##### THE RECORDS #####

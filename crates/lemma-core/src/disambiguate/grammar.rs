//! Case-government and pronoun + verb rules.
//!
//! Three sub-rules, tried in order:
//! 1. a preposition reading whose governed cases include the case of the
//!    following word's first noun/adjective reading;
//! 2. after a nominative pronoun, a verb reading competing with a non-verb;
//! 3. after a preposition, a noun reading inflected in a governed case.

use super::{Context, Resolution, GOVERNMENT_CONFIDENCE, RULE_CONFIDENCE};
use crate::dict::{Case, Pos};

pub(super) fn apply(ctx: &Context<'_>) -> Option<Resolution> {
    preposition_government(ctx)
        .or_else(|| pronoun_verb(ctx))
        .or_else(|| noun_after_preposition(ctx))
}

fn preposition_government(ctx: &Context<'_>) -> Option<Resolution> {
    let current = ctx.current;
    // "ég á bíl": the subject pronoun makes the verb reading win over the
    // preposition even though the object is accusative.
    if ctx.prev_is_nominative_pronoun() && current.has_pos(Pos::Verb) {
        return None;
    }
    let next = ctx.next?;
    let case = next
        .readings
        .iter()
        .filter(|r| matches!(r.pos, Pos::Noun | Pos::Adjective))
        .find_map(|r| r.case)?;
    current
        .candidates
        .iter()
        .position(|c| {
            c.pos == Pos::Preposition && ctx.settings.governed_cases(&c.lemma).contains(&case)
        })
        .map(|i| Resolution::pick(i, GOVERNMENT_CONFIDENCE))
}

fn pronoun_verb(ctx: &Context<'_>) -> Option<Resolution> {
    if !ctx.prev_is_nominative_pronoun() {
        return None;
    }
    let candidates = &ctx.current.candidates;
    let verbs: Vec<usize> = (0..candidates.len())
        .filter(|&i| candidates[i].pos == Pos::Verb)
        .collect();
    let first = *verbs.first()?;
    if verbs.len() == candidates.len() {
        return None;
    }
    let chosen = ctx
        .settings
        .dominant_verbs
        .iter()
        .find_map(|v| verbs.iter().copied().find(|&i| candidates[i].lemma == *v))
        .unwrap_or(first);
    Some(Resolution::pick(chosen, RULE_CONFIDENCE))
}

fn noun_after_preposition(ctx: &Context<'_>) -> Option<Resolution> {
    let prev = ctx.prev?;
    if !prev.has_pos(Pos::Preposition) {
        return None;
    }
    let current = ctx.current;
    let only_preposition = prev.candidates.iter().all(|c| c.pos == Pos::Preposition);
    if !only_preposition && prev.has_pos(Pos::Pronoun) && current.has_pos(Pos::Verb) {
        return None;
    }

    let governed: Vec<Case> = prev
        .candidates
        .iter()
        .filter(|c| c.pos == Pos::Preposition)
        .flat_map(|c| ctx.settings.governed_cases(&c.lemma).iter().copied())
        .collect();
    if governed.is_empty() {
        return None;
    }

    current
        .candidates
        .iter()
        .position(|c| {
            c.pos == Pos::Noun
                && current.readings.iter().any(|r| {
                    r.pos == Pos::Noun
                        && r.lemma == c.lemma
                        && r.case.is_some_and(|k| governed.contains(&k))
                })
        })
        .map(|i| Resolution::pick(i, GOVERNMENT_CONFIDENCE))
}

#####

Make an exact copy of every line in the data.

filename crates/lemma-core/src/disambiguate/grammar.rs
//! Case-government and pronoun + verb rules.
//!
//! Three sub-rules, tried in order:
//! 1. a preposition reading whose governed cases include the case of the
//!    following word's first noun/adjective reading;
//! 2. after a nominative pronoun, a verb reading competing with a non-verb;
//! 3. after a preposition, a noun reading inflected in a governed case.

use super::{Context, Resolution, GOVERNMENT_CONFIDENCE, RULE_CONFIDENCE};
use crate::dict::{Case, Pos};

pub(super) fn apply(ctx: &Context<'_>) -> Option<Resolution> {
    preposition_government(ctx)
        .or_else(|| pronoun_verb(ctx))
        .or_else(|| noun_after_preposition(ctx))
}

fn preposition_government(ctx: &Context<'_>) -> Option<Resolution> {
    let current = ctx.current;
    // "ég á bíl": the subject pronoun makes the verb reading win over the
    // preposition even though the object is accusative.
    if ctx.prev_is_nominative_pronoun() && current.has_pos(Pos::Verb) {
        return None;
    }
    let next = ctx.next?;
    let case = next
        .readings
        .iter()
        .filter(|r| matches!(r.pos, Pos::Noun | Pos::Adjective))
        .find_map(|r| r.case)?;
    current
        .candidates
        .iter()
        .position(|c| {
            c.pos == Pos::Preposition && ctx.settings.governed_cases(&c.lemma).contains(&case)
        })
        .map(|i| Resolution::pick(i, GOVERNMENT_CONFIDENCE))
}

fn pronoun_verb(ctx: &Context<'_>) -> Option<Resolution> {
    if !ctx.prev_is_nominative_pronoun() {
        return None;
    }
    let candidates = &ctx.current.candidates;
    let verbs: Vec<usize> = (0..candidates.len())
        .filter(|&i| candidates[i].pos == Pos::Verb)
        .collect();
    let first = *verbs.first()?;
    if verbs.len() == candidates.len() {
        return None;
    }
    let chosen = ctx
        .settings
        .dominant_verbs
        .iter()
        .find_map(|v| verbs.iter().copied().find(|&i| candidates[i].lemma == *v))
        .unwrap_or(first);
    Some(Resolution::pick(chosen, RULE_CONFIDENCE))
}

fn noun_after_preposition(ctx: &Context<'_>) -> Option<Resolution> {
    let prev = ctx.prev?;
    if !prev.has_pos(Pos::Preposition) {
        return None;
    }
    let current = ctx.current;
    let only_preposition = prev.candidates.iter().all(|c| c.pos == Pos::Preposition);
    if !only_preposition && prev.has_pos(Pos::Pronoun) && current.has_pos(Pos::Verb) {
        return None;
    }

    let governed: Vec<Case> = prev
        .candidates
        .iter()
        .filter(|c| c.pos == Pos::Preposition)
        .flat_map(|c| ctx.settings.governed_cases(&c.lemma).iter().copied())
        .collect();
    if governed.is_empty() {
        return None;
    }

    current
        .candidates
        .iter()
        .position(|c| {
            c.pos == Pos::Noun
                && current.readings.iter().any(|r| {
                    r.pos == Pos::Noun
                        && r.lemma == c.lemma
                        && r.case.is_some_and(|k| governed.contains(&k))
                })
        })
        .map(|i| Resolution::pick(i, GOVERNMENT_CONFIDENCE))
}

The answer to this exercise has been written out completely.